Bayes isn’t magic

If a study is completely infeasible using traditional statistical methods, Bayesian methods are probably not going to rescue it. Bayesian methods can’t squeeze blood out of a turnip.

The Bayesian approach to statistics has real advantages, but sometimes these advantages are oversold. Bayesian statistics is still statistics, not magic.

8 thoughts on “Bayes isn’t magic

  1. Well, HP must think otherwise and are paying billions of dollars for Autonomy, our Cambridge Business Park next door neighbours. Autonomy was founded by a Cambridge academic and is based exclusively on Bayesian mathematics for information retrieval.

  2. @TriSys: I don’t know whether HP’s expenditure is justified or not.

    I work in Bayesian statistics and there are problems that I can only imagine solving with a Bayesian approach. But Bayesian methods can’t defy gravity.

    If you don’t have much information (either data or prior knowledge) then you can’t draw strong conclusions no matter what brand of statistics you practice. This should go without saying. It’s remarkable that some people have gone from an unjustified suspicion of Bayesian methods to unjustified optimism.

  3. @John:

    It’s remarkable that some people have gone from an unjustified suspicion of Bayesian methods to unjustified optimism.

    Possibly they have a poorly-informed prior.

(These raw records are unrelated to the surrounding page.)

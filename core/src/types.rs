//! Shared primitive types used across the entire simulation.

/// Primary key of a simulated student. Assigned from 1, never reused.
pub type StudentId = u64;

/// Primary key of a student-term enrollment row.
pub type EnrollmentId = u64;

/// Primary key of a (enrollment, course) row.
pub type CourseEnrollmentId = u64;

/// Primary key of a completion (graduation) row.
pub type CompletionId = u64;

/// Primary key of a cohort row.
pub type CohortId = u64;

/// Primary key of a catalog course.
pub type CourseId = u64;

/// Index of a term within the simulated horizon, starting at 0.
pub type TermIndex = usize;

/// Class standing: 1 = Freshman .. 4 = Senior.
pub type ClassYear = u8;

pub const FRESHMAN: ClassYear = 1;
pub const SENIOR: ClassYear = 4;

/// A monotonic primary-key sequence owned by whoever assigns the keys.
#[derive(Debug, Clone, Copy, PartialEq, Eq)]
pub struct IdSequence {
    next: u64,
}

impl IdSequence {
    pub fn new() -> Self {
        Self { next: 1 }
    }

    /// Hand out the next key.
    pub fn next_id(&mut self) -> u64 {
        let id = self.next;
        self.next += 1;
        id
    }

    /// Number of keys handed out so far.
    pub fn issued(&self) -> u64 {
        self.next - 1
    }
}

impl Default for IdSequence {
    fn default() -> Self {
        Self::new()
    }
}
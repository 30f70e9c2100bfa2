//! Deterministic random number generation.
//!
//! RULE: Nothing in the simulation may call any platform RNG.
//! All randomness flows through one SimRng seeded from the configured
//! `random_seed`. Draws are consumed in a fixed order:
//!   1. entrant generation for the term
//!   2. per-student course, grade, and retention draws, in population order
//!   3. cohort exclusion draws, after the last term
//!
//! Reordering any draw changes every later draw, so the order above is
//! part of the output contract.

use rand::{RngCore, SeedableRng};
use rand_pcg::Pcg64Mcg;

/// The single deterministic stream for one simulation run.
pub struct SimRng {
    inner: Pcg64Mcg,
    draws: u64,
}

impl SimRng {
    pub fn new(seed: u64) -> Self {
        Self {
            inner: Pcg64Mcg::seed_from_u64(seed),
            draws: 0,
        }
    }

    /// Roll a float in [0.0, 1.0).
    pub fn next_f64(&mut self) -> f64 {
        let bits = self.next_u64();
        (bits >> 11) as f64 * (1.0 / (1u64 << 53) as f64)
    }

    /// Draw a raw u64 (full range).
    pub fn next_u64(&mut self) -> u64 {
        self.draws += 1;
        self.inner.next_u64()
    }

    /// Roll a u64 in [0, n).
    pub fn next_u64_below(&mut self, n: u64) -> u64 {
        assert!(n > 0, "n must be > 0");
        self.next_u64() % n
    }

    /// Roll an integer in [lo, hi], both ends inclusive.
    pub fn range_inclusive(&mut self, lo: i64, hi: i64) -> i64 {
        assert!(lo <= hi, "empty range {lo}..={hi}");
        let span = (hi - lo) as u64 + 1;
        lo + self.next_u64_below(span) as i64
    }

    /// Bernoulli trial: returns true with probability p.
    pub fn chance(&mut self, p: f64) -> bool {
        self.next_f64() < p
    }

    /// Uniform pick from a non-empty slice.
    pub fn pick<'a, T>(&mut self, items: &'a [T]) -> &'a T {
        let index = self.next_u64_below(items.len() as u64) as usize;
        &items[index]
    }

    /// Draw `k` distinct indices from `0..n` without replacement
    /// (partial Fisher-Yates). `k` is capped at `n`.
    pub fn sample_distinct(&mut self, n: usize, k: usize) -> Vec<usize> {
        let mut pool: Vec<usize> = (0..n).collect();
        let k = k.min(n);
        for i in 0..k {
            let j = i + self.next_u64_below((n - i) as u64) as usize;
            pool.swap(i, j);
        }
        pool.truncate(k);
        pool
    }

    /// Total raw draws consumed so far.
    pub fn draws(&self) -> u64 {
        self.draws
    }
}
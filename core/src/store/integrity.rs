//! Post-load integrity checks over the persisted tables.

use super::SimStore;
use crate::error::SimResult;
use rusqlite::Connection;

#[derive(Debug, Clone, Copy, Default, PartialEq, Eq)]
pub struct IntegrityReport {
    pub orphaned_enrollments: i64,
    pub orphaned_course_enrollments: i64,
    pub unknown_courses: i64,
    pub orphaned_completions: i64,
    pub orphaned_cohorts: i64,
    pub gpa_out_of_range: i64,
    pub class_year_out_of_range: i64,
    pub duplicate_completions: i64,
    pub duplicate_student_terms: i64,
}

impl IntegrityReport {
    pub fn is_clean(&self) -> bool {
        *self == Self::default()
    }

    /// Human-readable lines for every non-zero counter.
    pub fn issues(&self) -> Vec<String> {
        [
            ("enrollments with unknown student_id", self.orphaned_enrollments),
            ("course enrollments with unknown enrollment_id", self.orphaned_course_enrollments),
            ("course enrollments with unknown course_id", self.unknown_courses),
            ("completions with unknown student_id", self.orphaned_completions),
            ("cohort rows with unknown student_id", self.orphaned_cohorts),
            ("enrollments with avg_gpa outside 0.0-4.0", self.gpa_out_of_range),
            ("enrollments with class_year outside 1-4", self.class_year_out_of_range),
            ("students with more than one completion", self.duplicate_completions),
            ("students enrolled twice in one term", self.duplicate_student_terms),
        ]
        .into_iter()
        .filter(|(_, n)| *n > 0)
        .map(|(what, n)| format!("{n} {what}"))
        .collect()
    }
}

impl SimStore {
    pub fn integrity_report(&self) -> SimResult<IntegrityReport> {
        let report = check(&self.conn)?;
        for issue in report.issues() {
            log::warn!("integrity: {issue}");
        }
        Ok(report)
    }
}

/// Run every integrity query against `conn`. Works on an open transaction
/// so a load can be checked before it commits.
pub(super) fn check(conn: &Connection) -> SimResult<IntegrityReport> {
    let count = |sql: &str| -> SimResult<i64> {
        Ok(conn.query_row(sql, [], |row| row.get(0))?)
    };
    let report = IntegrityReport {
        orphaned_enrollments: count(
            "SELECT COUNT(*) FROM enrollments e
             WHERE NOT EXISTS (SELECT 1 FROM students s WHERE s.student_id = e.student_id)",
        )?,
        orphaned_course_enrollments: count(
            "SELECT COUNT(*) FROM course_enrollments ce
             WHERE NOT EXISTS (
                SELECT 1 FROM enrollments e WHERE e.enrollment_id = ce.enrollment_id
             )",
        )?,
        unknown_courses: count(
            "SELECT COUNT(*) FROM course_enrollments ce
             WHERE NOT EXISTS (SELECT 1 FROM courses c WHERE c.course_id = ce.course_id)",
        )?,
        orphaned_completions: count(
            "SELECT COUNT(*) FROM completions c
             WHERE NOT EXISTS (SELECT 1 FROM students s WHERE s.student_id = c.student_id)",
        )?,
        orphaned_cohorts: count(
            "SELECT COUNT(*) FROM cohorts c
             WHERE NOT EXISTS (SELECT 1 FROM students s WHERE s.student_id = c.student_id)",
        )?,
        gpa_out_of_range: count(
            "SELECT COUNT(*) FROM enrollments WHERE avg_gpa < 0.0 OR avg_gpa > 4.0",
        )?,
        class_year_out_of_range: count(
            "SELECT COUNT(*) FROM enrollments WHERE class_year < 1 OR class_year > 4",
        )?,
        duplicate_completions: count(
            "SELECT COUNT(*) FROM (
                SELECT student_id FROM completions GROUP BY student_id HAVING COUNT(*) > 1
             )",
        )?,
        duplicate_student_terms: count(
            "SELECT COUNT(*) FROM (
                SELECT student_id, term FROM enrollments
                GROUP BY student_id, term HAVING COUNT(*) > 1
             )",
        )?,
    };
    Ok(report)
}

  4. The typical version I’ve encountered is the unbounded enthusiasm for modeling things you have no information for. I think people tend to understand the mechanics for simulation from a posterior in complex models long before they understand where information for specific parameters comes from. Then it’s easy to fall into the trap of modeling the state (esp. in state-space models) of something you have no information on (other than priors). I assume this is similar to what John’s comment is—you can only analyze something if your study design got you information on it. Specifically information which is not completely confounded with something else.

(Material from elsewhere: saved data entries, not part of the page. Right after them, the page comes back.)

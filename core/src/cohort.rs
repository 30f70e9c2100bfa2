//! IPEDS-style first-time cohort tracking.
//!
//! Entrants are recorded as they are admitted. After the last term the
//! tracker reads the finished enrollment and completion rows and resolves
//! each entry into a `Cohort` row. It never touches student state.

use crate::{
    calendar::TermCalendar,
    records::{Cohort, Completion, Enrollment, EnrollmentType},
    rng::SimRng,
    types::{IdSequence, StudentId, TermIndex},
};
use std::collections::{HashMap, HashSet};

/// Reason recorded on every excluded cohort member.
pub const EXCLUSION_REASON: &str =
    "Death, disability, military service, foreign aid service, or official church mission";

#[derive(Debug, Clone, Copy, PartialEq, Eq)]
struct CohortEntry {
    student_id: StudentId,
    term_index: TermIndex,
}

#[derive(Debug, Clone)]
pub struct CohortTracker {
    exclusion_prob: f64,
    entries: Vec<CohortEntry>,
}

impl CohortTracker {
    pub fn new(exclusion_prob: f64) -> Self {
        Self {
            exclusion_prob,
            entries: Vec::new(),
        }
    }

    /// Record an entrant. Only first-time entrants join a cohort;
    /// anything else is ignored.
    pub fn record(
        &mut self,
        student_id: StudentId,
        enrollment_type: EnrollmentType,
        term_index: TermIndex,
    ) {
        if enrollment_type == EnrollmentType::FirstTime {
            self.entries.push(CohortEntry {
                student_id,
                term_index,
            });
        }
    }

    pub fn len(&self) -> usize {
        self.entries.len()
    }

    pub fn is_empty(&self) -> bool {
        self.entries.is_empty()
    }

    /// Resolve every recorded entrant into a cohort row, in admission
    /// order. Consumes one exclusion draw per entrant.
    pub fn finalize(
        &self,
        rng: &mut SimRng,
        calendar: &TermCalendar,
        enrollments: &[Enrollment],
        completions: &[Completion],
        ids: &mut IdSequence,
    ) -> Vec<Cohort> {
        let by_student_term: HashMap<(StudentId, TermIndex), &Enrollment> = enrollments
            .iter()
            .map(|e| ((e.student_id, e.term_index), e))
            .collect();
        let completed: HashSet<StudentId> = completions.iter().map(|c| c.student_id).collect();

        let mut cohorts = Vec::with_capacity(self.entries.len());
        for entry in &self.entries {
            let term = calendar.term(entry.term_index);
            let entry_enrollment = by_student_term.get(&(entry.student_id, entry.term_index));

            let retained_fall = calendar
                .following_fall(entry.term_index)
                .map(|fall| by_student_term.contains_key(&(entry.student_id, fall.index)))
                .unwrap_or(false);
            let completed_by_fall = completed.contains(&entry.student_id);
            let is_excluded = rng.chance(self.exclusion_prob);

            cohorts.push(Cohort {
                cohort_id: ids.next_id(),
                student_id: entry.student_id,
                cohort_year: term.year,
                cohort_term: term.label.clone(),
                enrollment_type: EnrollmentType::FirstTime,
                attendance_status: entry_enrollment
                    .map(|e| e.attendance_status.clone())
                    .unwrap_or_else(|| "Full-time".into()),
                seeking_status: entry_enrollment
                    .map(|e| e.seeking_status.clone())
                    .unwrap_or_else(|| "Degree-seeking".into()),
                is_excluded,
                exclusion_reason: is_excluded.then(|| EXCLUSION_REASON.to_string()),
                retained_fall,
                completed_by_fall,
            });
        }

        let excluded = cohorts.iter().filter(|c| c.is_excluded).count();
        let retained = cohorts.iter().filter(|c| c.retained_fall).count();
        log::debug!(
            "cohorts: {} entrants, {retained} retained to next fall, {excluded} excluded",
            cohorts.len()
        );
        cohorts
    }
}

#[cfg(test)]
mod tests {
    use super::*;
    use crate::{calendar::TermPattern, records::EnrollmentStatus};
    use chrono::NaiveDate;

    fn enrollment(
        id: u64,
        student_id: StudentId,
        term_index: TermIndex,
        attendance: &str,
    ) -> Enrollment {
        Enrollment {
            enrollment_id: id,
            student_id,
            term_index,
            term: format!("Fall {}", 2019 + term_index),
            term_start_date: NaiveDate::from_ymd_opt(2019 + term_index as i32, 9, 1).unwrap(),
            program: "11.0101".into(),
            status: EnrollmentStatus::Active,
            retained_next_term: true,
            class_year: 1,
            avg_gpa: 3.0,
            level: "Undergraduate".into(),
            enrollment_type: EnrollmentType::FirstTime,
            attendance_status: attendance.into(),
            seeking_status: "Degree-seeking".into(),
            distance_education_status: "Not enrolled in any distance education".into(),
            credit_hours: 12,
        }
    }

    #[test]
    fn only_first_time_entrants_are_recorded() {
        let mut tracker = CohortTracker::new(0.0);
        tracker.record(1, EnrollmentType::FirstTime, 0);
        tracker.record(2, EnrollmentType::TransferIn, 0);
        tracker.record(3, EnrollmentType::Continuing, 0);
        assert_eq!(tracker.len(), 1);
    }

    #[test]
    fn retained_fall_requires_enrollment_one_year_later() {
        let calendar = TermCalendar::new(2019, 3, TermPattern::FallOnly).unwrap();
        let mut tracker = CohortTracker::new(0.0);
        tracker.record(1, EnrollmentType::FirstTime, 0);
        tracker.record(2, EnrollmentType::FirstTime, 0);
        tracker.record(3, EnrollmentType::FirstTime, 2);

        let enrollments = vec![
            enrollment(1, 1, 0, "Full-time"),
            enrollment(2, 2, 0, "Part-time"),
            enrollment(3, 1, 1, "Full-time"),
            enrollment(4, 3, 2, "Full-time"),
        ];
        let mut rng = SimRng::new(1);
        let mut ids = IdSequence::new();
        let cohorts = tracker.finalize(&mut rng, &calendar, &enrollments, &[], &mut ids);

        assert_eq!(cohorts.len(), 3);
        assert!(cohorts[0].retained_fall);
        assert!(!cohorts[1].retained_fall);
        assert_eq!(cohorts[1].attendance_status, "Part-time");
        // Fall 2021 cohort: the following fall is past the horizon.
        assert!(!cohorts[2].retained_fall);
        assert_eq!(cohorts[2].cohort_year, 2021);
        assert_eq!(cohorts.iter().map(|c| c.cohort_id).collect::<Vec<_>>(), [1, 2, 3]);
        assert!(cohorts.iter().all(|c| !c.is_excluded && c.exclusion_reason.is_none()));
    }

    #[test]
    fn completion_marks_completed_by_fall() {
        let calendar = TermCalendar::new(2019, 1, TermPattern::FallOnly).unwrap();
        let mut tracker = CohortTracker::new(0.0);
        tracker.record(7, EnrollmentType::FirstTime, 0);
        let completions = vec![Completion {
            completion_id: 1,
            student_id: 7,
            award_type: "Bachelor's".into(),
            cip_code: "11.0101".into(),
            completion_date: NaiveDate::from_ymd_opt(2020, 5, 15).unwrap(),
        }];
        let cohorts = tracker.finalize(
            &mut SimRng::new(1),
            &calendar,
            &[enrollment(1, 7, 0, "Full-time")],
            &completions,
            &mut IdSequence::new(),
        );
        assert!(cohorts[0].completed_by_fall);
    }

    #[test]
    fn certain_exclusion_sets_reason() {
        let calendar = TermCalendar::new(2019, 1, TermPattern::FallOnly).unwrap();
        let mut tracker = CohortTracker::new(1.0);
        tracker.record(1, EnrollmentType::FirstTime, 0);
        let cohorts = tracker.finalize(
            &mut SimRng::new(1),
            &calendar,
            &[enrollment(1, 1, 0, "Full-time")],
            &[],
            &mut IdSequence::new(),
        );
        assert!(cohorts[0].is_excluded);
        assert_eq!(cohorts[0].exclusion_reason.as_deref(), Some(EXCLUSION_REASON));
    }
}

  5. @Krzysztof Sakrejda-Leavitt,

    Sorry to be late to the party.

    There’s one recent area where some of the Bayesian methods may have a leg up. These come in two forms. One form is what used to be called “Objective Bayes” techniques, or techniques where priors and hyperpriors are not chosen, but come from a broad family of choices, and the choice of prior is made part of model select. The other form is the “likelihood free” methods where the sampling function is not well understood, or is empirically derived, either because it is too complicated, or because it is very expensive to calculate. These also go by the name of “approximate Bayesian computation”. Until recently, model selection with ABC was a problem, but, now, there’s the ABC with random forests work by Pudlo, and company (http://bioinformatics.oxfordjournals.org/content/early/2015/12/23/bioinformatics.btv684.abstract).

    Still no magic, and these can be expensive to calculate. But, on the other hand, these are new methods.

    As far as the other comments go, even in the world of these new methods and all the enthusiasm regarding machine learning methods, it continues to be amazing to me how powerful and clear the state-space methods of Harvey, Durbin, Koopman, Ooms, Grunwalk, Smith, and Kitigawa (among others) can be.